## YOUR TASK
Your answer should consist of each line from the data below that contains "filesystem".

(Beginning of SUPPLIED MATERIAL)

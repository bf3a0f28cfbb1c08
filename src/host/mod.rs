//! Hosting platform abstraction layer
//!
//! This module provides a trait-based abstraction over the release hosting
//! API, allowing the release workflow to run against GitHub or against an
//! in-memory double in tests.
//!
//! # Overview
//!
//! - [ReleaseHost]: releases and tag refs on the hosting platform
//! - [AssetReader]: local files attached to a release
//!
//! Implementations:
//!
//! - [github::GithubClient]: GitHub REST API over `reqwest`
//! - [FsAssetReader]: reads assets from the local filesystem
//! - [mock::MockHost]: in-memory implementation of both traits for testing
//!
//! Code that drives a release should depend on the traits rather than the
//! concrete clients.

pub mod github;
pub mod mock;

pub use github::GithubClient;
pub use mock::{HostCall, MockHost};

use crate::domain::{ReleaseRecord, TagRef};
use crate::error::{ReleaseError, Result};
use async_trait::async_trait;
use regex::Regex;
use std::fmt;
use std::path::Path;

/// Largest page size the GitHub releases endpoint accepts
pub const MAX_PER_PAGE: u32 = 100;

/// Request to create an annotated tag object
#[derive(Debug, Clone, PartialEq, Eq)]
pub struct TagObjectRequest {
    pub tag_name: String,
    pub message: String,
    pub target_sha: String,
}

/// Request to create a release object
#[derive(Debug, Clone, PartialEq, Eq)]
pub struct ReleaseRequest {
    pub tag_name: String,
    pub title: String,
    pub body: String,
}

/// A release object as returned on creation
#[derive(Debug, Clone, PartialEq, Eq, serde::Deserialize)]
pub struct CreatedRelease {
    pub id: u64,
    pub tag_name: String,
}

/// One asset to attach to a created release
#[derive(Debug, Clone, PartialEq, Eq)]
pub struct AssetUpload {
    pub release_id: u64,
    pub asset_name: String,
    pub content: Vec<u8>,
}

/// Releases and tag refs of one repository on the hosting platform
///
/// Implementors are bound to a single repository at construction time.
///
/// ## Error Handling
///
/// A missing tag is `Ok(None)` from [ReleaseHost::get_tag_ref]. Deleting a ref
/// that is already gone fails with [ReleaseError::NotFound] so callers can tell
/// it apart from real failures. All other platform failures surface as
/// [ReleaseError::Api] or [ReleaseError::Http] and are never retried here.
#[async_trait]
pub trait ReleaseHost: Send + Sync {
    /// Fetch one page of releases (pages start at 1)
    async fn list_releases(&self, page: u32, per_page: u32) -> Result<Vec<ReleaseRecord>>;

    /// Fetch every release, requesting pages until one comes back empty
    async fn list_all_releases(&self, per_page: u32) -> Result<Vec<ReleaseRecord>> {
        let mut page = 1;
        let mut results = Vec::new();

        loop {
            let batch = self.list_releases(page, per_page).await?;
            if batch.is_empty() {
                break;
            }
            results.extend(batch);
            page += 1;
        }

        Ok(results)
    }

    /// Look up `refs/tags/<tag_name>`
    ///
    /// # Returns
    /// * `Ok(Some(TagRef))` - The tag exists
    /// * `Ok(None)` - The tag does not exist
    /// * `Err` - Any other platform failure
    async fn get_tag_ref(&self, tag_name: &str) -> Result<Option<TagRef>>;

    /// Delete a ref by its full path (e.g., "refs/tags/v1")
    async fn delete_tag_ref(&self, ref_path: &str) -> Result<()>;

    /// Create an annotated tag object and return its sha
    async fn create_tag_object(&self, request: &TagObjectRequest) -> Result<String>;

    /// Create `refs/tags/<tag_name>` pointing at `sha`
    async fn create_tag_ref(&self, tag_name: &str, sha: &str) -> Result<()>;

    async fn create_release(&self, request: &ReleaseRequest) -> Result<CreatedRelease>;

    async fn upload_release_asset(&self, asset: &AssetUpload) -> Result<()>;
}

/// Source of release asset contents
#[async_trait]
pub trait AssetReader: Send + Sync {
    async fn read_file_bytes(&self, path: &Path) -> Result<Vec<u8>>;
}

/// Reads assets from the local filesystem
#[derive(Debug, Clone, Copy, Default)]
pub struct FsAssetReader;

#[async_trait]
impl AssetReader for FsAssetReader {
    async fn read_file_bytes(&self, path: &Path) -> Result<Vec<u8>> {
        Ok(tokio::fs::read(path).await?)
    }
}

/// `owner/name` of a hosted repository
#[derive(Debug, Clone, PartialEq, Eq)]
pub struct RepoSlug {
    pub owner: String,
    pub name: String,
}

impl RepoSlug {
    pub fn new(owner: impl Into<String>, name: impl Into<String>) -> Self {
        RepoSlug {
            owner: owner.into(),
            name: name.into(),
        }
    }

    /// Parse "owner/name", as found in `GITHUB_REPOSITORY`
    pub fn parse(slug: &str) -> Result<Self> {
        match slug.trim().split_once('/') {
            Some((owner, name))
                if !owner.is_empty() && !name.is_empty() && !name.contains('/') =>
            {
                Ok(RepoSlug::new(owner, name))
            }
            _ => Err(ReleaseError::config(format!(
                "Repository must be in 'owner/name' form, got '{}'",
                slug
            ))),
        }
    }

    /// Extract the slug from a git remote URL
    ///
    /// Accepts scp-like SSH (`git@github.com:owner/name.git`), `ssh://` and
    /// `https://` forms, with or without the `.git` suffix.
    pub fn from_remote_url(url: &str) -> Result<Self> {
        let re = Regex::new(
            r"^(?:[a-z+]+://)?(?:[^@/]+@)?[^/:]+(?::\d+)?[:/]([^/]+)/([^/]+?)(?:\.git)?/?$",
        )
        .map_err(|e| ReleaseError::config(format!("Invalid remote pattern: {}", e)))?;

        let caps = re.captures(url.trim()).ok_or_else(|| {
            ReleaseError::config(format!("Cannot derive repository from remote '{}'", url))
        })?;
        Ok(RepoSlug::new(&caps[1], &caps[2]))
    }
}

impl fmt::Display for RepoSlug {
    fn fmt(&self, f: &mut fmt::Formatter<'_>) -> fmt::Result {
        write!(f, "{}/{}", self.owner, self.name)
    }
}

(End of SUPPLIED MATERIAL)

## REPLY
//! - [FsAssetReader]: reads assets from the local filesystem
/// Reads assets from the local filesystem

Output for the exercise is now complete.